Bulgarian demonstrations over past five weeks, which toppled Borissov’s government on Feb. 20., focused citizens’ ire on high energy bills and poverty. President Rosen Plevneliev appointed an interim government led by Marin Raikov on March 12 to organize and hold early elections on May 12.
“National Electricity has accumulated great losses after signing 15-year contracts to buy electricity from these producers in 2009 and 2011 at prices much higher than the current market rate,” Tsatsarov told reporters. “This has pushed up power prices. It’s criminal mismanagement and the investigation will help find more details.”
AES built a 670-megawatt coal-fired plant in the Maritsa East mining and power generation complex for 1.2 billion euros ($1.5 billion), which was put into operation in 2011. Enel SpA completed a 700 million-euro expansion and raised the plant’s capacity to 908 megawatts in 2009 before selling it to ContourGlobal.
CEZ, central Europe’s largest power producer, also faces a criminal investigation as it fights the energy regulator’s effort to revoke its license. The probe would establish whether CEZ violated the country’s law in outsourcing contracts, Tsatsarov said.
CEZ is suspected of 21 violations including evasion of public procurement laws, the nation’s energy regulator said Feb. 20 as it started procedures to revoke the company’s license. CEZ, which denies any wrongdoing, has the option to fix breaches until the regulator’s next hearing on April 16.
CEZ’s trouble in Bulgaria comes weeks after Albanian authorities seized the company’s assets there and drove it out of the country. Both cases show that CEZ, which went on a Balkan buying spree in the last decade under former Chief Executive Officer Martin Roman, underestimated the perils of investing in one of the poorest parts of Europe.
Bulgaria’s energy regulator, the State Energy and Water Regulation Commission is under criminal investigation for “inefficient control over the operations” of the power distributors, Tsatsarov said.

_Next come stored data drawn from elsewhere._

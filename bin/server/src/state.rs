//! Shared application state.

use sentinel_ai::LlmBackend;
use std::sync::Arc;

/// State shared by all route handlers.
///
/// The backend handle is the only cross-request value; no handler mutates
/// it, so requests need no coordination.
#[derive(Clone)]
pub struct AppState {
    backend: Arc<dyn LlmBackend>,
}

impl AppState {
    /// Creates state around an inference backend.
    #[must_use]
    pub fn new(backend: Arc<dyn LlmBackend>) -> Self {
        Self { backend }
    }

    /// Returns the inference backend.
    #[must_use]
    pub fn backend(&self) -> &dyn LlmBackend {
        self.backend.as_ref()
    }

    /// Returns the model's short display name, with any tag stripped:
    /// "deepseek-coder" for "deepseek-coder:1.3b-base".
    #[must_use]
    pub fn model_display(&self) -> &str {
        let model = self.backend.model();
        model.split(':').next().unwrap_or(model)
    }
}
//! Memoizing, cross-module fact cache.
//!
//! Each module path is resolved through the [`FactProvider`] at most once per
//! run, even when several threads ask for it at the same time. Keys are
//! normalized module paths, so a module reached through different import
//! aliases is still computed once.

use std::collections::HashMap;
use std::sync::{Arc, Mutex, OnceLock};

use pact_core::types::{normalize_module_path, ContractFacts, ResolveError};

/// Source of contract facts for a module. Drivers implement this; the
/// [`FactStore`] memoizes it.
pub trait FactProvider: Send + Sync {
    /// Facts declared by `module_path`, or `None` if the module is unknown.
    fn get_facts(&self, module_path: &str) -> Option<ContractFacts>;
}

/// Result of a fact query. "Not found" is distinct from "found, zero facts".
#[derive(Debug, Clone)]
pub enum FactLookup {
    Found(Arc<ContractFacts>),
    NotFound,
}

impl FactLookup {
    pub fn found(&self) -> Option<&Arc<ContractFacts>> {
        match self {
            FactLookup::Found(facts) => Some(facts),
            FactLookup::NotFound => None,
        }
    }

    pub fn is_found(&self) -> bool {
        matches!(self, FactLookup::Found(_))
    }

    /// For callers that require the module to resolve.
    pub fn require(self, module_path: &str) -> Result<Arc<ContractFacts>, ResolveError> {
        match self {
            FactLookup::Found(facts) => Ok(facts),
            FactLookup::NotFound => Err(ResolveError::ModuleNotFound(module_path.to_string())),
        }
    }
}

type Cell = Arc<OnceLock<Option<Arc<ContractFacts>>>>;

pub struct FactStore {
    provider: Box<dyn FactProvider>,
    cells: Mutex<HashMap<String, Cell>>,
}

impl FactStore {
    pub fn new(provider: Box<dyn FactProvider>) -> Self {
        Self {
            provider,
            cells: Mutex::new(HashMap::new()),
        }
    }

    /// Facts for `module_path`, computed on first access and cached.
    pub fn get(&self, module_path: &str) -> FactLookup {
        let key = normalize_module_path(module_path);
        let cell = {
            let mut cells = self.cells.lock().unwrap_or_else(|e| e.into_inner());
            Arc::clone(cells.entry(key.clone()).or_default())
        };
        // The map lock is released before computing; other keys proceed in
        // parallel while callers of this key block on the cell.
        let value = cell.get_or_init(|| {
            let facts = self.provider.get_facts(&key).map(Arc::new);
            match &facts {
                Some(f) => tracing::debug!(module = %key, facts = f.len(), "facts resolved"),
                None => tracing::debug!(module = %key, "module not found"),
            }
            facts
        });
        match value {
            Some(facts) => FactLookup::Found(Arc::clone(facts)),
            None => FactLookup::NotFound,
        }
    }

    /// Facts for `module_path`, treating an unresolved module as contributing
    /// nothing.
    pub fn get_or_empty(&self, module_path: &str) -> Arc<ContractFacts> {
        match self.get(module_path) {
            FactLookup::Found(facts) => facts,
            FactLookup::NotFound => Arc::new(ContractFacts::new(normalize_module_path(module_path))),
        }
    }

    /// Number of module paths queried so far (found or not).
    pub fn cached_modules(&self) -> usize {
        self.cells.lock().unwrap_or_else(|e| e.into_inner()).len()
    }

    /// Every resolved module's facts, sorted by module path, for propagation
    /// to later runs.
    pub fn export(&self) -> Vec<ContractFacts> {
        let cells = self.cells.lock().unwrap_or_else(|e| e.into_inner());
        let mut out: Vec<ContractFacts> = cells
            .values()
            .filter_map(|cell| cell.get().and_then(|v| v.as_deref().cloned()))
            .collect();
        out.sort_by(|a, b| a.module_path.cmp(&b.module_path));
        out
    }
}

/// Facts carried over from an earlier run, optionally backed by a live
/// provider for modules the export does not cover.
pub struct PrecomputedFacts {
    facts: HashMap<String, ContractFacts>,
    fallback: Option<Box<dyn FactProvider>>,
}

impl PrecomputedFacts {
    pub fn new(exports: Vec<ContractFacts>) -> Self {
        let facts = exports
            .into_iter()
            .map(|f| (normalize_module_path(&f.module_path), f))
            .collect();
        Self {
            facts,
            fallback: None,
        }
    }

    pub fn with_fallback(mut self, fallback: Box<dyn FactProvider>) -> Self {
        self.fallback = Some(fallback);
        self
    }

    pub fn from_json(json: &str) -> Result<Self, serde_json::Error> {
        Ok(Self::new(serde_json::from_str(json)?))
    }
}

impl FactProvider for PrecomputedFacts {
    fn get_facts(&self, module_path: &str) -> Option<ContractFacts> {
        if let Some(facts) = self.facts.get(&normalize_module_path(module_path)) {
            return Some(facts.clone());
        }
        self.fallback.as_ref()?.get_facts(module_path)
    }
}
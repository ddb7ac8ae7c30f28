//! Core types, the Program Model contract, and configuration for pact.
//!
//! This crate provides the foundational data structures used across all pact crates:
//! - [`types`]: Declaration/type references, contract facts, shapes, error types
//! - [`model`]: The [`ProgramModel`](model::ProgramModel) trait the host parser implements
//! - [`memory`]: In-memory, serializable implementation of `ProgramModel`
//! - [`config`]: Configuration loading from `.pact/pact.json`
//! - [`hash`]: Deterministic fact fingerprints (base62 of xxhash64)

pub mod config;
pub mod hash;
pub mod memory;
pub mod model;
pub mod types;
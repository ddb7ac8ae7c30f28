use std::path::PathBuf;

use pact_core::config::PactConfig;
use pact_enforce::engine::Engine;
use pact_output::OutputFormatter;

use super::load_model;

/// Run `pact facts`: resolve and print the contract facts of every
/// non-excluded module.
pub fn run(formatter: &dyn OutputFormatter, model: PathBuf, config_dir: PathBuf) -> i32 {
    let config = PactConfig::load(&config_dir);
    let Some(model) = load_model("facts", &model) else {
        return 2;
    };

    let modules = model.modules();
    let engine = Engine::new(model, config);
    for module in modules.iter().filter(|m| !engine.is_excluded(m)) {
        engine.store().get_or_empty(module);
    }

    let facts = engine.export_facts();
    print!("{}", formatter.format_facts(&facts));
    0
}
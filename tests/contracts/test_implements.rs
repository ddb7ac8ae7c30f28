// Declared interface conformance across modules.
use pact_core::memory::MemoryModel;
use pact_core::model::DeclKind;
use pact_core::types::{MethodEntry, MethodSignature, ReceiverKind, TypeRef};

use super::common::{codes, decl, engine};

fn area() -> MethodSignature {
    MethodSignature::new("Area", vec![], vec![TypeRef::builtin("float64")])
}

fn scale() -> MethodSignature {
    MethodSignature::new("Scale", vec![TypeRef::builtin("float64")], vec![])
}

/// `geo.Shape` requires `Area` and `Scale`; `shapes.Circle` declares the
/// given requirement and method set.
fn model(requirement: &str, methods: Vec<MethodEntry>) -> MemoryModel {
    let mut model = MemoryModel::new();
    let geo = model
        .module_mut("geo")
        .declare(decl("geo", "Shape", DeclKind::Interface, 10, &[]));
    geo.interfaces.insert("Shape".to_string(), vec![area(), scale()]);

    let shapes = model
        .module_mut("shapes")
        .import("g", "geo")
        .declare(decl("shapes", "Circle", DeclKind::Type, 50, &[requirement]));
    shapes.method_sets.insert("Circle".to_string(), methods);
    model
}

fn entry(signature: MethodSignature, receiver: ReceiverKind) -> MethodEntry {
    MethodEntry {
        signature,
        receiver,
    }
}

#[test]
fn test_conforming_type() {
    let model = model(
        "//pact:implements g.Shape",
        vec![entry(area(), ReceiverKind::Value), entry(scale(), ReceiverKind::Value)],
    );
    assert!(engine(model).check_module("shapes").violations.is_empty());
}

#[test]
fn test_pointer_methods_need_pointer_requirement() {
    let methods = vec![
        entry(area(), ReceiverKind::Value),
        entry(scale(), ReceiverKind::Pointer),
    ];
    let report = engine(model("//pact:implements g.Shape", methods.clone())).check_module("shapes");
    assert_eq!(codes(&report.violations), vec!["IMPL01"]);
    assert!(report.violations[0].message.contains("Scale"));
    assert!(!report.violations[0].message.contains("missing Area"));

    let report = engine(model("//pact:implements *g.Shape", methods)).check_module("shapes");
    assert!(report.violations.is_empty());
}

#[test]
fn test_mismatched_signature_reported() {
    let wrong = MethodSignature::new("Scale", vec![TypeRef::builtin("int")], vec![]);
    let report = engine(model(
        "//pact:implements g.Shape",
        vec![entry(area(), ReceiverKind::Value), entry(wrong, ReceiverKind::Value)],
    ))
    .check_module("shapes");
    assert_eq!(codes(&report.violations), vec!["IMPL01"]);
    assert!(report.violations[0].message.contains("wrong signature for Scale"));
}

#[test]
fn test_unresolvable_requirements() {
    let report = engine(model("//pact:implements nowhere.Shape", vec![])).check_module("shapes");
    assert_eq!(codes(&report.violations), vec!["IMPL02"]);

    let report = engine(model("//pact:implements g.Solid", vec![])).check_module("shapes");
    assert_eq!(codes(&report.violations), vec!["IMPL03"]);
}

#[test]
fn test_several_requirements_checked_independently() {
    let report = engine(model(
        "//pact:implements g.Shape nowhere.Thing",
        vec![entry(area(), ReceiverKind::Value), entry(scale(), ReceiverKind::Value)],
    ))
    .check_module("shapes");
    assert_eq!(codes(&report.violations), vec!["IMPL02"]);
}
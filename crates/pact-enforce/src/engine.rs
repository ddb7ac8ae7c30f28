use std::sync::Arc;

use globset::GlobSet;
use pact_core::config::PactConfig;
use pact_core::model::ProgramModel;
use pact_core::types::ContractFacts;
use rayon::prelude::*;

use crate::checks::{self, CheckContext};
use crate::fact_store::{FactProvider, FactStore};
use crate::facts::ModelFactProvider;
use crate::suppress::{self, IgnoreIndex, SuppressionManager};
use crate::types::{CheckResult, ModuleReport, Violation};

/// Core enforcement engine. Shares one Program Model and one fact cache
/// across every module it analyzes.
pub struct Engine {
    model: Arc<dyn ProgramModel>,
    config: PactConfig,
    store: FactStore,
    suppressions: SuppressionManager,
    exclude: GlobSet,
}

impl Engine {
    /// Engine whose facts are extracted from the model's own annotations.
    pub fn new(model: Arc<dyn ProgramModel>, config: PactConfig) -> Self {
        let provider =
            ModelFactProvider::new(Arc::clone(&model), config.directive_prefix.clone());
        Self::with_provider(model, config, Box::new(provider))
    }

    /// Engine with a custom fact source, e.g. facts carried over from an
    /// earlier run.
    pub fn with_provider(
        model: Arc<dyn ProgramModel>,
        config: PactConfig,
        provider: Box<dyn FactProvider>,
    ) -> Self {
        let suppressions = SuppressionManager::from_codes(&config.suppress);
        let exclude = config.exclude_matcher();
        Self {
            model,
            config,
            store: FactStore::new(provider),
            suppressions,
            exclude,
        }
    }

    pub fn config(&self) -> &PactConfig {
        &self.config
    }

    pub fn store(&self) -> &FactStore {
        &self.store
    }

    /// Add a project-wide suppression on top of the configured ones.
    pub fn suppress(&mut self, code: &str) {
        self.suppressions.suppress(code);
    }

    pub fn is_excluded(&self, module: &str) -> bool {
        self.exclude.is_match(module)
    }

    /// Analyze one module: run the enabled evaluators, then drop whatever
    /// the module's ignore directives or the configuration suppress.
    pub fn check_module(&self, module: &str) -> ModuleReport {
        let mut raw = self.evaluate(module);
        for v in &mut raw {
            v.line = self.model.line_of(module, v.position).unwrap_or(0);
        }

        // Comments are only scanned when something could be suppressed.
        let index = if raw.iter().any(Violation::is_suppressible) {
            suppress::index_module(&*self.model, module, &self.config.directive_prefix)
        } else {
            IgnoreIndex::default()
        };
        let (violations, suppressed) = suppress::filter(raw, &index, &self.suppressions);

        tracing::debug!(
            module = %module,
            violations = violations.len(),
            suppressed,
            "module checked"
        );
        ModuleReport {
            module: module.to_string(),
            violations,
            suppressed,
        }
    }

    fn evaluate(&self, module: &str) -> Vec<Violation> {
        let enforce = &self.config.enforce;
        let ctx = CheckContext::new(&*self.model, module, &self.store, &self.config);
        let mut raw = Vec::new();

        if enforce.implements {
            raw.extend(checks::implements::check_requirements(&ctx));
        }
        for func in self.model.functions(module) {
            if enforce.immutable {
                raw.extend(checks::immutable::check_function(&ctx, &func));
            }
            if enforce.constructor {
                raw.extend(checks::construct::check_function(&ctx, &func));
            }
            if enforce.test_only {
                raw.extend(checks::test_only::check_function(&ctx, &func));
            }
            if enforce.package_only {
                raw.extend(checks::package_only::check_function(&ctx, &func));
            }
        }
        raw
    }

    /// Analyze every non-excluded module in parallel.
    pub fn check_all(&self) -> CheckResult {
        let modules: Vec<String> = self
            .model
            .modules()
            .into_iter()
            .filter(|m| !self.is_excluded(m))
            .collect();
        let reports: Vec<ModuleReport> = modules
            .par_iter()
            .map(|module| self.check_module(module))
            .collect();
        let result = CheckResult::from_reports(reports);
        tracing::info!(
            modules = result.modules_analyzed.len(),
            violations = result.violations.len(),
            suppressed = result.suppressed_count,
            "check complete"
        );
        result
    }

    /// Facts of every module resolved so far, for reuse in a later run.
    pub fn export_facts(&self) -> Vec<ContractFacts> {
        self.store.export()
    }
}

#[cfg(test)]
#[path = "engine_tests.rs"]
mod tests;
pub mod check;
pub mod facts;

use std::path::Path;
use std::sync::Arc;

use pact_core::memory::MemoryModel;
use pact_core::model::ProgramModel;

/// Load the Program Model dump, reporting failures as `pact <command>: ...`.
pub(crate) fn load_model(command: &str, path: &Path) -> Option<Arc<dyn ProgramModel>> {
    match MemoryModel::load(path) {
        Ok(model) => Some(Arc::new(model)),
        Err(e) => {
            eprintln!(
                "pact {}: failed to load model {}: {}",
                command,
                path.display(),
                e
            );
            None
        }
    }
}
//! Fixtures shared by the evaluator tests.

use std::sync::Arc;

use pact_core::config::PactConfig;
use pact_core::memory::MemoryModel;
use pact_core::model::{
    Annotation, DeclKind, Declaration, FunctionBody, ProgramModel, Receiver, Stmt,
};
use pact_core::types::{DeclRef, Pos, Span, TypeRef};

use super::CheckContext;
use crate::fact_store::FactStore;
use crate::facts::ModelFactProvider;
use crate::types::Violation;

pub(crate) fn type_decl(module: &str, name: &str, pos: Pos, notes: &[&str]) -> Declaration {
    Declaration {
        id: DeclRef::new(module, name, pos),
        kind: DeclKind::Type,
        span: Span::new(pos, pos + 9),
        receiver: None,
        annotations: notes
            .iter()
            .map(|t| Annotation::new(*t, pos.saturating_sub(1)))
            .collect(),
        fields: vec![],
    }
}

pub(crate) fn func(module: &str, name: &str, pos: Pos, body: Vec<Stmt>) -> FunctionBody {
    FunctionBody {
        decl: DeclRef::new(module, name, pos),
        file: format!("{}/{}.go", module, module.rsplit('/').next().unwrap_or(module)),
        receiver: None,
        body,
    }
}

pub(crate) fn method(
    module: &str,
    name: &str,
    pos: Pos,
    recv: (&str, TypeRef),
    body: Vec<Stmt>,
) -> FunctionBody {
    FunctionBody {
        receiver: Some(Receiver {
            name: Some(recv.0.to_string()),
            type_ref: recv.1,
        }),
        ..func(module, name, pos, body)
    }
}

/// Run `check` over every function of `module`.
pub(crate) fn run_with<F>(
    model: MemoryModel,
    module: &str,
    config: PactConfig,
    check: F,
) -> Vec<Violation>
where
    F: Fn(&CheckContext<'_>, &FunctionBody) -> Vec<Violation>,
{
    let model = Arc::new(model);
    let store = FactStore::new(Box::new(ModelFactProvider::new(
        model.clone(),
        config.directive_prefix.clone(),
    )));
    let ctx = CheckContext::new(&*model, module, &store, &config);
    model
        .functions(module)
        .iter()
        .flat_map(|f| check(&ctx, f))
        .collect()
}

pub(crate) fn run<F>(model: MemoryModel, module: &str, check: F) -> Vec<Violation>
where
    F: Fn(&CheckContext<'_>, &FunctionBody) -> Vec<Violation>,
{
    run_with(model, module, PactConfig::default(), check)
}

pub(crate) fn codes(violations: &[Violation]) -> Vec<&str> {
    violations.iter().map(|v| v.code.as_str()).collect()
}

Another investigation is being initiated against the Ministry of Energy and Economy for “criminal negligence,” which didn’t claim the state’s dividend from CEZ’s 593 million-lev ($389 million) profit in 2012, when the government still controlled a third of the company before selling it on the Bulgarian Stock Exchange in November, Tsatsarov said.
Mihail Andonov, chairman of the Bulgarian Energy Holding, which groups the country’s biggest energy utilities, is being investigated for mismanagement of public assets, Tsatsarov said.
“The criminal investigations do not constitute an indictment,” Tsatsarov said.
The energy regulator cut power prices on March 5 by an average of 7 percent, which reduced CEZ’s earnings on every household electricity bill to about 4 percent from 9 percent, while the rest is paid to power producers.
EVN and Energo-Pro face a similar issue. EVN will enter arbitration proceedings with Bulgaria to safeguard its Bulgarian investment, the Austrian utility said March 19.
CEZ filed a complaint against Bulgaria at the European Commission on March 29, claiming that the country’s regulator was breaking both national and EU laws. The utility has asked the commission for an independent review.
The EU is “very attentive” to CEZ case in Bulgaria, European Commission President Jose Barroso told reporters in Prague today. “We will make an assessment to be sure that all the rules of the internal market are respected,” he said.
CEZ shares fell as much as 2.8 percent today, the most in a week, and were down to 581 koruna at 2:41 p.m. in Prague. The stock lost 13 percent of its value last year and a further 14 percent since the beginning of this year.
“We maintain that we haven’t broken any laws in Bulgaria,” CEZ spokeswoman Barbora Pulpanova said when reached by telephone. “At this point we must wait for the results of the investigation before we take any further steps.”
Bulgaria’s power exports dropped 22 percent in 2012 on lower demand in southeastern Europe to 8,358 billion kilowatt-hours, according to the Electricity System Operator.